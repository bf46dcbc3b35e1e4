//! Pagination control model
//!
//! Derives which page buttons to show and which controls are disabled from
//! the current page and the page count. Rendering is left to the frontend.

use crate::config::pagination::MAX_PAGE_BUTTONS;

use super::page::PageSelector;
use super::query::QueryParams;

/// One numbered page button
#[derive(Debug, Clone, Copy, PartialEq, Eq)]
pub struct PageButton {
    pub number: u32,
    /// True for the button of the current page
    pub active: bool,
}

/// Everything a pagination control needs to render
#[derive(Debug, Clone, PartialEq, Eq)]
pub struct PaginationView {
    pub current_page: u32,
    pub total_pages: u32,
    pub previous_disabled: bool,
    pub next_disabled: bool,
    pub buttons: Vec<PageButton>,
}

impl PaginationView {
    /// Build the view for `current_page` out of `total_pages`
    pub fn new(current_page: u32, total_pages: u32) -> Self {
        let current_page = current_page.max(1);
        let buttons = page_window(current_page, total_pages, MAX_PAGE_BUTTONS)
            .map(|number| PageButton {
                number,
                active: number == current_page,
            })
            .collect();

        Self {
            current_page,
            total_pages,
            previous_disabled: current_page <= 1,
            next_disabled: current_page >= total_pages,
            buttons,
        }
    }

    /// Build the view for the page selected in `query`
    pub fn from_query(selector: &PageSelector, query: &dyn QueryParams, total_pages: u32) -> Self {
        Self::new(selector.current_page(query), total_pages)
    }

    /// The active button, if the current page is within range
    pub fn active_button(&self) -> Option<&PageButton> {
        self.buttons.iter().find(|b| b.active)
    }

    /// Page reached through "previous", `None` when disabled
    ///
    /// Past the last page this leads back to the last page.
    pub fn previous_page(&self) -> Option<u32> {
        (!self.previous_disabled).then(|| (self.current_page - 1).min(self.total_pages.max(1)))
    }

    /// Page reached through "next", `None` when disabled
    pub fn next_page(&self) -> Option<u32> {
        (!self.next_disabled).then(|| self.current_page + 1)
    }

    /// Handle a click on a numbered button
    ///
    /// Returns false if no such button is shown.
    pub fn click(&self, number: u32, selector: &PageSelector, query: &mut dyn QueryParams) -> bool {
        if !self.buttons.iter().any(|b| b.number == number) {
            return false;
        }
        selector.go_to_page(query, number);
        true
    }

    /// Handle a click on "previous"; a disabled control does nothing
    pub fn click_previous(&self, selector: &PageSelector, query: &mut dyn QueryParams) -> bool {
        match self.previous_page() {
            Some(page) => {
                selector.go_to_page(query, page);
                true
            }
            None => false,
        }
    }

    /// Handle a click on "next"; a disabled control does nothing
    pub fn click_next(&self, selector: &PageSelector, query: &mut dyn QueryParams) -> bool {
        match self.next_page() {
            Some(page) => {
                selector.go_to_page(query, page);
                true
            }
            None => false,
        }
    }
}

/// At most `max` consecutive pages around `current`, clamped to `1..=total`
fn page_window(current: u32, total: u32, max: u32) -> std::ops::RangeInclusive<u32> {
    if total <= max {
        return 1..=total;
    }

    let current = current.clamp(1, total);
    let start = current.saturating_sub(max / 2).max(1);
    let end = start.saturating_add(max - 1).min(total);
    (end - (max - 1))..=end
}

########

• **WHAT THE EXERCISE ASKS**
Output each line of the material exactly, keeping every word as it appears.

• **THE ANSWER**
repository bf46dcbc3b35e1e4
//! Pagination control model
//!
//! Derives which page buttons to show and which controls are disabled from
//! the current page and the page count. Rendering is left to the frontend.

use crate::config::pagination::MAX_PAGE_BUTTONS;

use super::page::PageSelector;
use super::query::QueryParams;

/// One numbered page button
#[derive(Debug, Clone, Copy, PartialEq, Eq)]
pub struct PageButton {
    pub number: u32,
    /// True for the button of the current page
    pub active: bool,
}

/// Everything a pagination control needs to render
#[derive(Debug, Clone, PartialEq, Eq)]
pub struct PaginationView {
    pub current_page: u32,
    pub total_pages: u32,
    pub previous_disabled: bool,
    pub next_disabled: bool,
    pub buttons: Vec<PageButton>,
}

impl PaginationView {
    /// Build the view for `current_page` out of `total_pages`
    pub fn new(current_page: u32, total_pages: u32) -> Self {
        let current_page = current_page.max(1);
        let buttons = page_window(current_page, total_pages, MAX_PAGE_BUTTONS)
            .map(|number| PageButton {
                number,
                active: number == current_page,
            })
            .collect();

        Self {
            current_page,
            total_pages,
            previous_disabled: current_page <= 1,
            next_disabled: current_page >= total_pages,
            buttons,
        }
    }

    /// Build the view for the page selected in `query`
    pub fn from_query(selector: &PageSelector, query: &dyn QueryParams, total_pages: u32) -> Self {
        Self::new(selector.current_page(query), total_pages)
    }

    /// The active button, if the current page is within range
    pub fn active_button(&self) -> Option<&PageButton> {
        self.buttons.iter().find(|b| b.active)
    }

    /// Page reached through "previous", `None` when disabled
    ///
    /// Past the last page this leads back to the last page.
    pub fn previous_page(&self) -> Option<u32> {
        (!self.previous_disabled).then(|| (self.current_page - 1).min(self.total_pages.max(1)))
    }

    /// Page reached through "next", `None` when disabled
    pub fn next_page(&self) -> Option<u32> {
        (!self.next_disabled).then(|| self.current_page + 1)
    }

    /// Handle a click on a numbered button
    ///
    /// Returns false if no such button is shown.
    pub fn click(&self, number: u32, selector: &PageSelector, query: &mut dyn QueryParams) -> bool {
        if !self.buttons.iter().any(|b| b.number == number) {
            return false;
        }
        selector.go_to_page(query, number);
        true
    }

    /// Handle a click on "previous"; a disabled control does nothing
    pub fn click_previous(&self, selector: &PageSelector, query: &mut dyn QueryParams) -> bool {
        match self.previous_page() {
            Some(page) => {
                selector.go_to_page(query, page);
                true
            }
            None => false,
        }
    }

    /// Handle a click on "next"; a disabled control does nothing
    pub fn click_next(&self, selector: &PageSelector, query: &mut dyn QueryParams) -> bool {
        match self.next_page() {
            Some(page) => {
                selector.go_to_page(query, page);
                true
            }
            None => false,
        }
    }
}

/// At most `max` consecutive pages around `current`, clamped to `1..=total`
fn page_window(current: u32, total: u32, max: u32) -> std::ops::RangeInclusive<u32> {
    if total <= max {
        return 1..=total;
    }

    let current = current.clamp(1, total);
    let start = current.saturating_sub(max / 2).max(1);
    let end = start.saturating_add(max - 1).min(total);
    (end - (max - 1))..=end
}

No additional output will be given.